Cultural Context: The American Roadside Museum

The portal in The Hollow Places opens not in an ancient library or a haunted mansion, but in the Glory to God Museum of Natural Wonders, Curiosities, and Taxidermy. This setting is grounded in the real-world phenomenon of the American roadside museum, a unique cultural institution. In her author’s note, Kingfisher cites inspirations such as the Mothman Museum in West Virginia and North Carolina’s now-defunct Serpentarium, places known for their earnest eccentricity (340). These museums typically feature a jumble of local history and cryptid lore, a quality mirrored in the Wonder Museum’s collection of “genuine taxidermy” (2) and items that “undoubtedly have MADE IN CHINA stamped on the underside” (1). By situating the novel’s inciting incident within this specific cultural context, Kingfisher establishes a baseline of familiar, human-scale weirdness. The museum, with its armored mice and jackalopes, represents a comprehensible form of eccentricity that is ultimately comforting and safe; Kara even describes it as a “kind place” (23).
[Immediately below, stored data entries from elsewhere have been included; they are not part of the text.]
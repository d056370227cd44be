//! # Repositories
//!
//! One repository per entity family, each a thin handle over the shared
//! pool. Multi-row invariants (sale commit, stock adjust + ledger row)
//! run inside a single SQLite transaction owned by the repository method;
//! callers never compose partial writes from outside.

pub mod cart;
pub mod inventory;
pub mod meta;
pub mod product;
pub mod transaction;

use uuid::Uuid;

/// Generates a new row id.
///
/// UUIDv7 ids sort by creation time, so insertion order falls out of a
/// plain `ORDER BY id` and sync batches ship in a deterministic order.
pub fn new_row_id() -> String {
    Uuid::now_v7().to_string()
}

#[cfg(test)]
mod tests {
    use super::*;

    #[test]
    fn test_row_ids_are_unique_v7() {
        let a = new_row_id();
        let b = new_row_id();
        assert_ne!(a, b);
        assert_eq!(
            Uuid::parse_str(&a).unwrap().get_version_num(),
            7,
            "row ids must be UUIDv7"
        );
    }

    #[test]
    fn test_row_ids_sort_across_time() {
        let a = new_row_id();
        std::thread::sleep(std::time::Duration::from_millis(2));
        let b = new_row_id();
        assert!(a < b, "ids minted later must sort later");
    }
}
This grounding in a recognizable American subculture serves to heighten the horror that follows. The alien, incomprehensible landscape of the willow world becomes far more jarring and terrifying when contrasted with the quirky, homespun oddities of Uncle Earl’s museum, transforming the story from a simple portal fantasy into a collision between the mundane and the profoundly unknowable.